If you ever watch cable TV’s River Monsters (and, honestly, who doesn’t!), you might be familiar with a large Amazonian “living fossil” fish that goes by the name arapaima.

The arapaima have a reputation for being one of the few animals in the Amazon that hungry piranha don’t bother. Why? Apparently it is because evolution has draped the arapaima in a flexible skin of “armor” that is effectively impenetrable to the piranhas’ teeth. The fish has “scales,” but there aren’t many other species among fish that come close to the defenses of the arapaima.

Researcher Marc Meyers, an expert on bio-inspirational design and a professor at the Jacobs School of Engineering at University of California, San Diego, knew of this reputation and speculated that if the arapaima are indeed protected from piranhas’ bites, maybe insights from the structure of the arapaima’s scales could provide ideas for engineering new materials, such as flexible ceramics.

(Meyers’ name may be familiar to some. He was one of the stars in one of the episodes of Nova’s “Making Stuff” TV series, in which he discussed the strength of mullosk shells.)

As can be seen in the above video, Meyers, along with his students and colleagues, set up a simple desktop test. They attach an arapaima scale to a soft rubber base (to simulate the fish’s soft muscle and tissue under the scale) and mounted a single piranha tooth in a press.

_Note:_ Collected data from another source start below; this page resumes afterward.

//! Message template and relay credential types.
//!
//! A [`MessageTemplate`] is reused verbatim for every recipient in a
//! batch; [`RelayCredentials`] are opaque to the dispatch loop and only
//! interpreted by the send primitive.

use serde::{Deserialize, Serialize};

/// Content type of the message body.
#[derive(Debug, Clone, Copy, Default, PartialEq, Eq, Serialize, Deserialize)]
#[serde(rename_all = "lowercase")]
pub enum BodyFormat {
    #[default]
    Plain,
    Html,
}

impl BodyFormat {
    /// The MIME type written into the Content-Type header.
    #[must_use]
    pub const fn mime_type(self) -> &'static str {
        match self {
            Self::Plain => "text/plain",
            Self::Html => "text/html",
        }
    }
}

/// Message priority, carried as the X-Priority header.
#[derive(Debug, Clone, Copy, Default, PartialEq, Eq, Serialize, Deserialize)]
pub enum Priority {
    High,
    #[default]
    Normal,
    Low,
}

impl Priority {
    /// X-Priority header value (1 = highest, 5 = lowest).
    #[must_use]
    pub const fn header_value(self) -> &'static str {
        match self {
            Self::High => "1",
            Self::Normal => "3",
            Self::Low => "5",
        }
    }

    /// Parses the form-level priority field ("1" | "3" | "5").
    #[must_use]
    pub fn from_form_value(value: &str) -> Option<Self> {
        match value.trim() {
            "1" => Some(Self::High),
            "3" => Some(Self::Normal),
            "5" => Some(Self::Low),
            _ => None,
        }
    }
}

/// The message content reused for every recipient of a batch.
#[derive(Debug, Clone, Serialize, Deserialize)]
pub struct MessageTemplate {
    pub subject: String,
    pub body: String,
    #[serde(default)]
    pub body_format: BodyFormat,
    #[serde(default)]
    pub priority: Priority,
}

/// Credentials and sender identity for one submission relay.
///
/// Read-only for the lifetime of a batch. The `secret` is kept out of
/// Debug output.
#[derive(Clone, Serialize, Deserialize)]
pub struct RelayCredentials {
    pub host: String,
    pub port: u16,
    pub username: String,
    pub secret: String,
    pub from_address: String,
    pub from_name: String,
    #[serde(default)]
    pub reply_to: Option<String>,
}

impl RelayCredentials {
    /// `host:port` form used to open the connection.
    #[must_use]
    pub fn endpoint(&self) -> String {
        format!("{}:{}", self.host, self.port)
    }

    /// RFC 5322 From header value: `Name <address>`, or the bare
    /// address when no display name is configured.
    #[must_use]
    pub fn from_header(&self) -> String {
        if self.from_name.trim().is_empty() {
            self.from_address.clone()
        } else {
            format!("{} <{}>", self.from_name.trim(), self.from_address)
        }
    }
}

impl std::fmt::Debug for RelayCredentials {
    fn fmt(&self, f: &mut std::fmt::Formatter<'_>) -> std::fmt::Result {
        f.debug_struct("RelayCredentials")
            .field("host", &self.host)
            .field("port", &self.port)
            .field("username", &self.username)
            .field("secret", &"<redacted>")
            .field("from_address", &self.from_address)
            .field("from_name", &self.from_name)
            .field("reply_to", &self.reply_to)
            .finish()
    }
}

The tooth is then pressed into the scale. In each case, the tooth can partially penetrate the scale, but the tooth cracks before the scale suffers a total fracture.

Credit: Meyers Group; UCSD.

Meyers says in a UC San Diego release that the structure of the scale is combination of a mineralized outer layer with a clever and tough internal design (see diagram from the press release). This tough inner layer has collagen fibers stacked in alternating directions “like a pile of plywood.” He says the mix of materials in the scale is similar to the hard enamel of a tooth deposited over softer dentin.

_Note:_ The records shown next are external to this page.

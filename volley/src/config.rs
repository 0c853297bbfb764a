//! Service configuration.
//!
//! Every section is optional: a missing file or empty table yields the
//! built-in defaults, so the service runs unconfigured. An explicit
//! `VOLLEY_CONFIG` pointing at a missing file is still an error.

use std::path::{Path, PathBuf};

use serde::{Deserialize, Serialize};
use thiserror::Error;
use volley_dispatch::DispatchPolicy;
use volley_relay::RelayTimeouts;

/// Configuration file locations, in precedence order after the
/// `VOLLEY_CONFIG` environment variable.
const DEFAULT_PATHS: &[&str] = &["./volley.config.toml", "/etc/volley/volley.config.toml"];

#[derive(Debug, Error)]
pub enum ConfigError {
    #[error("VOLLEY_CONFIG points to non-existent file: {}", .0.display())]
    MissingEnvFile(PathBuf),

    #[error("failed to read config from {}: {source}", path.display())]
    Read {
        path: PathBuf,
        #[source]
        source: std::io::Error,
    },

    #[error("failed to parse config {}: {source}", path.display())]
    Parse {
        path: PathBuf,
        #[source]
        source: toml::de::Error,
    },
}

/// HTTP listener settings.
#[derive(Debug, Clone, Serialize, Deserialize)]
#[serde(default)]
pub struct ServerConfig {
    /// Address the dispatch API binds to.
    pub listen: String,
}

impl Default for ServerConfig {
    fn default() -> Self {
        Self {
            listen: "0.0.0.0:8080".to_string(),
        }
    }
}

/// Relay connection settings shared by every batch.
#[derive(Debug, Clone, Default, Serialize, Deserialize)]
#[serde(default)]
pub struct RelayConfig {
    /// Refuse to submit over plaintext when the relay lacks STARTTLS.
    pub require_tls: bool,
}

/// Top-level service configuration.
#[derive(Debug, Clone, Default, Serialize, Deserialize)]
#[serde(default)]
pub struct Config {
    pub server: ServerConfig,
    pub relay: RelayConfig,
    pub policy: DispatchPolicy,
    pub timeouts: RelayTimeouts,
}

impl Config {
    /// Loads configuration using the standard precedence:
    /// `VOLLEY_CONFIG` → `./volley.config.toml` →
    /// `/etc/volley/volley.config.toml` → built-in defaults.
    ///
    /// # Errors
    ///
    /// [`ConfigError`] when a located file cannot be read or parsed,
    /// or when `VOLLEY_CONFIG` names a missing file.
    pub fn load() -> Result<Self, ConfigError> {
        match find_config_file()? {
            Some(path) => Self::from_file(&path),
            None => {
                tracing::info!("no configuration file found, using defaults");
                Ok(Self::default())
            }
        }
    }

    /// Reads and parses one specific file.
    ///
    /// # Errors
    ///
    /// [`ConfigError::Read`] or [`ConfigError::Parse`].
    pub fn from_file(path: &Path) -> Result<Self, ConfigError> {
        let content = std::fs::read_to_string(path).map_err(|source| ConfigError::Read {
            path: path.to_path_buf(),
            source,
        })?;

        let config = toml::from_str(&content).map_err(|source| ConfigError::Parse {
            path: path.to_path_buf(),
            source,
        })?;

        tracing::info!(path = %path.display(), "configuration loaded");
        Ok(config)
    }
}

fn find_config_file() -> Result<Option<PathBuf>, ConfigError> {
    if let Ok(env_path) = std::env::var("VOLLEY_CONFIG") {
        let path = PathBuf::from(env_path);
        if path.exists() {
            return Ok(Some(path));
        }
        return Err(ConfigError::MissingEnvFile(path));
    }

    Ok(DEFAULT_PATHS
        .iter()
        .copied()
        .map(PathBuf::from)
        .find(|path| path.exists()))
}
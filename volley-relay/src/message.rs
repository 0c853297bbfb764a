//! RFC 5322 message construction for submission.

use std::io::Write;

use volley_common::{Address, BodyFormat, MessageTemplate, RelayCredentials};

use crate::error::{ClientError, Result};

/// Builds the wire form of one message for one recipient.
///
/// The same template is rendered for every recipient of a batch; only
/// the To header changes between sends.
#[derive(Debug, Clone, Default)]
pub struct MessageBuilder {
    from: Option<String>,
    to: Option<String>,
    reply_to: Option<String>,
    subject: Option<String>,
    priority: Option<&'static str>,
    content_type: &'static str,
    body: Option<String>,
}

impl MessageBuilder {
    #[must_use]
    pub fn new() -> Self {
        Self {
            content_type: BodyFormat::Plain.mime_type(),
            ..Self::default()
        }
    }

    /// Pre-populates sender identity, subject, body, and priority from
    /// the batch template and relay credentials.
    #[must_use]
    pub fn from_template(template: &MessageTemplate, credentials: &RelayCredentials) -> Self {
        let mut builder = Self::new()
            .from(credentials.from_header())
            .subject(template.subject.clone())
            .format(template.body_format)
            .priority(template.priority.header_value())
            .body(template.body.clone());

        if let Some(reply_to) = credentials
            .reply_to
            .as_deref()
            .map(str::trim)
            .filter(|value| !value.is_empty())
        {
            builder = builder.reply_to(reply_to.to_string());
        }

        builder
    }

    #[must_use]
    pub fn from(mut self, address: impl Into<String>) -> Self {
        self.from = Some(address.into());
        self
    }

    #[must_use]
    pub fn to(mut self, recipient: &Address) -> Self {
        self.to = Some(recipient.to_string());
        self
    }

    #[must_use]
    pub fn reply_to(mut self, address: impl Into<String>) -> Self {
        self.reply_to = Some(address.into());
        self
    }

    #[must_use]
    pub fn subject(mut self, subject: impl Into<String>) -> Self {
        self.subject = Some(subject.into());
        self
    }

    #[must_use]
    pub const fn format(mut self, format: BodyFormat) -> Self {
        self.content_type = format.mime_type();
        self
    }

    #[must_use]
    pub const fn priority(mut self, header_value: &'static str) -> Self {
        self.priority = Some(header_value);
        self
    }

    #[must_use]
    pub fn body(mut self, content: impl Into<String>) -> Self {
        self.body = Some(content.into());
        self
    }

    /// Renders headers and body with CRLF framing.
    ///
    /// # Errors
    ///
    /// Returns an error when the rendered message is not valid UTF-8.
    pub fn build(self) -> Result<String> {
        let mut message = Vec::with_capacity(1024);

        if let Some(from) = &self.from {
            write!(&mut message, "From: {from}\r\n")?;
        }
        if let Some(to) = &self.to {
            write!(&mut message, "To: {to}\r\n")?;
        }
        if let Some(reply_to) = &self.reply_to {
            write!(&mut message, "Reply-To: {reply_to}\r\n")?;
        }
        if let Some(subject) = &self.subject {
            write!(&mut message, "Subject: {subject}\r\n")?;
        }
        if let Some(priority) = self.priority {
            write!(&mut message, "X-Priority: {priority}\r\n")?;
        }

        write!(&mut message, "MIME-Version: 1.0\r\n")?;
        write!(
            &mut message,
            "Content-Type: {}; charset=utf-8\r\n",
            self.content_type
        )?;

        write!(&mut message, "\r\n")?;

        if let Some(body) = &self.body {
            write!(&mut message, "{body}")?;
        }

        String::from_utf8(message).map_err(|e| ClientError::Utf8(e.utf8_error()))
    }
}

Implications? Meyers says that the arapaima’s design should serve as bioinspiration for lots of things that need to be both tough and flexible, for example body armor, fuel cells, insulation and aerospace designs.

Some lessons for engineers are from this work are:

  • Combine hard and soft materials
  • Stack the materials in the underlying layer with different orientations
  • Texture is key, and a varying surface provides more capability.

On this last point, Meyers notes that each scale has an exterior that is “corrugated.” According to the story, “the corrugated surface keeps the scales’ thick mineralized surface intact while the fish flexes as it swims. Ceramic surfaces of constant thickness are strained when forced to follow a curved surface. The corrugations allow the scales to ‘be bent more easily without cracking,’ Meyers said.”

Meyers says he will also be studying the scales of another unusual fish, the alligator gar whose scales were reportedly used as arrow tips.

Corrugated texture of arapaima scales. Credit: Meyers Group; UCSD Jacobs Sch. of Eng.

Meyers et al. have written about their studies in the The Journal of the Mechanical Behavior of Biomedical Materials in the paper, “Biological materials: A materials science approach” (doi:10.1016/j.jmbbm.2010.08.005).